Sterling believes the foundation of a good arena horse is spending time as a working ranch horse, and Long Pines horses are workers.
“We don’t own a 4-wheeler, so everything’s done with a horse,” says Sterling. “Between branding, and shipping and sorting and moving bulls out and moving cows around the ranch, everything’s done on horseback. So our horses have to have heart and grit, be able to get you where you need to go, and then get home at the end of the day, too.”
Sterling credits common sense breeding of animals that are willing to watch and learn, and sometimes calming their adventurous spirit.
“These horses, they’re athletic. They’re cow horses,” says Sterling. And, unlike some places, Long Pines believes in running them on the range when they are youngsters, letting them learn and mature from Mother Nature. “They’ve got a lot of heart and try. It takes time and trust to get them to rope off and hold a calf for you while you do everything. That just doesn’t happen over night. It really comes down to just putting miles on your horse and putting time in them. That’s how you get a good one. You gotta use them.”
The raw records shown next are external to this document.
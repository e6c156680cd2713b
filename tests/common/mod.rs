//! Scripted collaborators shared by the integration tests.

#![allow(dead_code)]

// std
use std::{collections::VecDeque, io, sync::Arc, time::Duration};
// crates.io
use parking_lot::Mutex;
use tokio::time::Instant;
// self
use lms_auth_coordinator::{
	auth::{ConfigId, EnterpriseId},
	error::ApiError,
	flows::{SubsidyConfigurationUpdate, SubsidyRequestConfiguration, SubsidyType},
	http::{ApiFuture, ConfigurationApi, SubsidyApi},
	lms::{CanvasConfigPayload, ConfigurationStatus},
	provider::AuthorizationLauncher,
	url::Url,
};

pub fn enterprise() -> EnterpriseId {
	EnterpriseId::new("8d6f2a1c-4e3b-4a7d-9c25-61f0b8e4d3a9")
		.expect("Enterprise fixture should be valid.")
}

/// One scripted answer to a status check.
#[derive(Clone, Copy, Debug)]
pub struct Step {
	pub delay: Duration,
	pub reply: Reply,
}
impl Step {
	pub fn pending() -> Self {
		Self { delay: Duration::ZERO, reply: Reply::Pending }
	}

	pub fn authorized() -> Self {
		Self { delay: Duration::ZERO, reply: Reply::Authorized }
	}

	pub fn failure(status: u16) -> Self {
		Self { delay: Duration::ZERO, reply: Reply::Failure(status) }
	}

	pub fn after(mut self, delay: Duration) -> Self {
		self.delay = delay;

		self
	}
}

#[derive(Clone, Copy, Debug)]
pub enum Reply {
	Pending,
	Authorized,
	Failure(u16),
}

/// Status check observed by the scripted API.
#[derive(Clone, Copy, Debug, PartialEq, Eq)]
pub struct Fetch {
	pub config_id: ConfigId,
	pub at: Instant,
}

/// Configuration API double that answers status checks from a script.
///
/// Once the script runs dry every further check reports a pending record.
#[derive(Debug, Default)]
pub struct ScriptedConfigurationApi {
	script: Mutex<VecDeque<Step>>,
	fetches: Mutex<Vec<Fetch>>,
	creates: Mutex<Vec<CanvasConfigPayload>>,
	updates: Mutex<Vec<(ConfigId, CanvasConfigPayload)>>,
	write_failure: Mutex<Option<u16>>,
	next_id: Mutex<u64>,
}
impl ScriptedConfigurationApi {
	pub fn new(steps: impl IntoIterator<Item = Step>) -> Arc<Self> {
		Arc::new(Self {
			script: Mutex::new(steps.into_iter().collect()),
			next_id: Mutex::new(100),
			..Self::default()
		})
	}

	pub fn fail_writes(&self, status: u16) {
		*self.write_failure.lock() = Some(status);
	}

	pub fn fetches(&self) -> Vec<Fetch> {
		self.fetches.lock().clone()
	}

	pub fn fetch_count(&self) -> usize {
		self.fetches.lock().len()
	}

	/// Offsets of every status check from `start`.
	pub fn fetch_offsets(&self, start: Instant) -> Vec<Duration> {
		self.fetches.lock().iter().map(|fetch| fetch.at - start).collect()
	}

	pub fn creates(&self) -> Vec<CanvasConfigPayload> {
		self.creates.lock().clone()
	}

	pub fn updates(&self) -> Vec<(ConfigId, CanvasConfigPayload)> {
		self.updates.lock().clone()
	}

	fn write_result(&self) -> Result<(), ApiError> {
		match *self.write_failure.lock() {
			Some(status) => Err(ApiError::status("canvas_configuration", status, "write rejected")),
			None => Ok(()),
		}
	}
}
impl ConfigurationApi for ScriptedConfigurationApi {
	fn create_configuration<'a>(
		&'a self,
		payload: &'a CanvasConfigPayload,
	) -> ApiFuture<'a, ConfigId> {
		Box::pin(async move {
			self.write_result()?;
			self.creates.lock().push(payload.clone());

			let mut next_id = self.next_id.lock();
			let id = ConfigId(*next_id);

			*next_id += 1;

			Ok(id)
		})
	}

	fn update_configuration<'a>(
		&'a self,
		id: ConfigId,
		payload: &'a CanvasConfigPayload,
	) -> ApiFuture<'a, ConfigId> {
		Box::pin(async move {
			self.write_result()?;
			self.updates.lock().push((id, payload.clone()));

			Ok(id)
		})
	}

	fn fetch_configuration_status(&self, id: ConfigId) -> ApiFuture<'_, ConfigurationStatus> {
		Box::pin(async move {
			self.fetches.lock().push(Fetch { config_id: id, at: Instant::now() });

			let step = self.script.lock().pop_front().unwrap_or_else(Step::pending);

			if !step.delay.is_zero() {
				tokio::time::sleep(step.delay).await;
			}

			match step.reply {
				Reply::Pending => Ok(ConfigurationStatus { id, credential_present: false }),
				Reply::Authorized => Ok(ConfigurationStatus { id, credential_present: true }),
				Reply::Failure(status) =>
					Err(ApiError::status("canvas_configuration", status, "status check failed")),
			}
		})
	}
}

/// Launcher double that records every URL and optionally refuses to open it.
#[derive(Debug, Default)]
pub struct RecordingLauncher {
	urls: Mutex<Vec<Url>>,
	blocked: bool,
}
impl RecordingLauncher {
	pub fn new() -> Arc<Self> {
		Arc::new(Self::default())
	}

	pub fn blocked() -> Arc<Self> {
		Arc::new(Self { blocked: true, ..Self::default() })
	}

	pub fn urls(&self) -> Vec<Url> {
		self.urls.lock().clone()
	}
}
impl AuthorizationLauncher for RecordingLauncher {
	fn launch(&self, url: &Url) -> io::Result<()> {
		self.urls.lock().push(url.clone());

		if self.blocked { Err(io::Error::other("pop-up blocked")) } else { Ok(()) }
	}
}

/// Subsidy API double with canned answers and a call log.
#[derive(Debug)]
pub struct ScriptedSubsidyApi {
	pub coupon_orders: Result<usize, u16>,
	pub subscriptions: Result<usize, u16>,
	gets: Mutex<VecDeque<Result<SubsidyRequestConfiguration, u16>>>,
	get_calls: Mutex<Vec<bool>>,
	create_result: Mutex<Option<u16>>,
	creates: Mutex<Vec<Option<SubsidyType>>>,
	update_result: Mutex<Option<u16>>,
	updates: Mutex<Vec<SubsidyConfigurationUpdate>>,
}
impl ScriptedSubsidyApi {
	pub fn new(
		coupon_orders: Result<usize, u16>,
		subscriptions: Result<usize, u16>,
		gets: impl IntoIterator<Item = Result<SubsidyRequestConfiguration, u16>>,
	) -> Self {
		Self {
			coupon_orders,
			subscriptions,
			gets: Mutex::new(gets.into_iter().collect()),
			get_calls: Mutex::default(),
			create_result: Mutex::default(),
			creates: Mutex::default(),
			update_result: Mutex::default(),
			updates: Mutex::default(),
		}
	}

	pub fn fail_create(&self, status: u16) {
		*self.create_result.lock() = Some(status);
	}

	pub fn fail_update(&self, status: u16) {
		*self.update_result.lock() = Some(status);
	}

	/// `clear_cache` flag of every read, in order.
	pub fn get_calls(&self) -> Vec<bool> {
		self.get_calls.lock().clone()
	}

	pub fn creates(&self) -> Vec<Option<SubsidyType>> {
		self.creates.lock().clone()
	}

	pub fn updates(&self) -> Vec<SubsidyConfigurationUpdate> {
		self.updates.lock().clone()
	}
}
impl SubsidyApi for ScriptedSubsidyApi {
	fn fetch_coupon_order_count<'a>(&'a self, _: &'a EnterpriseId) -> ApiFuture<'a, usize> {
		Box::pin(async move {
			self.coupon_orders.map_err(|status| ApiError::status("coupon_orders", status, "down"))
		})
	}

	fn fetch_subscription_count<'a>(&'a self, _: &'a EnterpriseId) -> ApiFuture<'a, usize> {
		Box::pin(async move {
			self.subscriptions.map_err(|status| ApiError::status("subscriptions", status, "down"))
		})
	}

	fn get_subsidy_request_configuration<'a>(
		&'a self,
		_: &'a EnterpriseId,
		clear_cache: bool,
	) -> ApiFuture<'a, SubsidyRequestConfiguration> {
		Box::pin(async move {
			self.get_calls.lock().push(clear_cache);

			match self.gets.lock().pop_front() {
				Some(Ok(configuration)) => Ok(configuration),
				Some(Err(status)) =>
					Err(ApiError::status("subsidy_request_configuration", status, "read failed")),
				None => Err(ApiError::status("subsidy_request_configuration", 404, "not found")),
			}
		})
	}

	fn create_subsidy_request_configuration<'a>(
		&'a self,
		enterprise: &'a EnterpriseId,
		subsidy_type: Option<SubsidyType>,
	) -> ApiFuture<'a, SubsidyRequestConfiguration> {
		Box::pin(async move {
			if let Some(status) = *self.create_result.lock() {
				return Err(ApiError::status(
					"subsidy_request_configuration",
					status,
					"create failed",
				));
			}

			self.creates.lock().push(subsidy_type);

			Ok(SubsidyRequestConfiguration {
				enterprise_customer_uuid: Some(enterprise.to_string()),
				subsidy_type,
				subsidy_requests_enabled: false,
			})
		})
	}

	fn update_subsidy_request_configuration<'a>(
		&'a self,
		enterprise: &'a EnterpriseId,
		update: &'a SubsidyConfigurationUpdate,
	) -> ApiFuture<'a, SubsidyRequestConfiguration> {
		Box::pin(async move {
			if let Some(status) = *self.update_result.lock() {
				return Err(ApiError::status(
					"subsidy_request_configuration",
					status,
					"update failed",
				));
			}

			self.updates.lock().push(*update);

			Ok(SubsidyRequestConfiguration {
				enterprise_customer_uuid: Some(enterprise.to_string()),
				subsidy_type: update.subsidy_type,
				subsidy_requests_enabled: update.subsidy_requests_enabled,
			})
		})
	}
}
Ultimately, starting the colt out right is about earning trust.
“You do your best to keep them out of a bad situation and they are young minds, so sometimes they’ll get in a bad situation, so you do your best to help them out of it. That shows you’re not there to hurt them,” says Sterling. “They realize that you’re trying to show them something. And these horse have good minds, they figure it out really quick.”
For Sterling, it all pays off when he and the horse take to the range.
“When you’re on the horse, you’re not controlling a vehicle. If that horse wanted to, he could break in two and buck. But you’ve earned his trust now, and he’s willing to work for you, and put in the hard time and miles. When you’re out there alone, and there’s nothing but the wildlife and the animals you brought with you, and the animals you’re taking care of, that’s just about as close to freedom as I’ve ever been able to get, I guess.”